**TASK OBJECTIVE**
The output should be exactly the lines from the one containing "for CI/CD integration" through the last line of the records, and only those.

[Source records]
------

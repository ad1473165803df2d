//! CLI command handlers.
//!
//! This module provides testable command handlers that are invoked by main.rs.
//! Handlers return an exit code; only `main` terminates the process.

mod init;
mod scan;

pub use init::run_init;
pub use scan::run_scan_command;

/// Exit codes for CI/CD integration
pub mod exit_codes {
    /// Scan finished (and issues were tolerated)
    pub const SUCCESS: i32 = 0;
    /// Issues were found and `--fail-on-issues` was set
    pub const ISSUES_FOUND: i32 = 1;
    /// A config file was just created and must be reviewed
    pub const CONFIG_CREATED: i32 = 2;
    /// An error occurred
    pub const ERROR: i32 = 3;
}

------

**SOLUTION TO THE PROBLEM**
/// Exit codes for CI/CD integration
pub mod exit_codes {
    /// Scan finished (and issues were tolerated)
    pub const SUCCESS: i32 = 0;
    /// Issues were found and `--fail-on-issues` was set
    pub const ISSUES_FOUND: i32 = 1;
    /// A config file was just created and must be reviewed
    pub const CONFIG_CREATED: i32 = 2;
    /// An error occurred
    pub const ERROR: i32 = 3;
}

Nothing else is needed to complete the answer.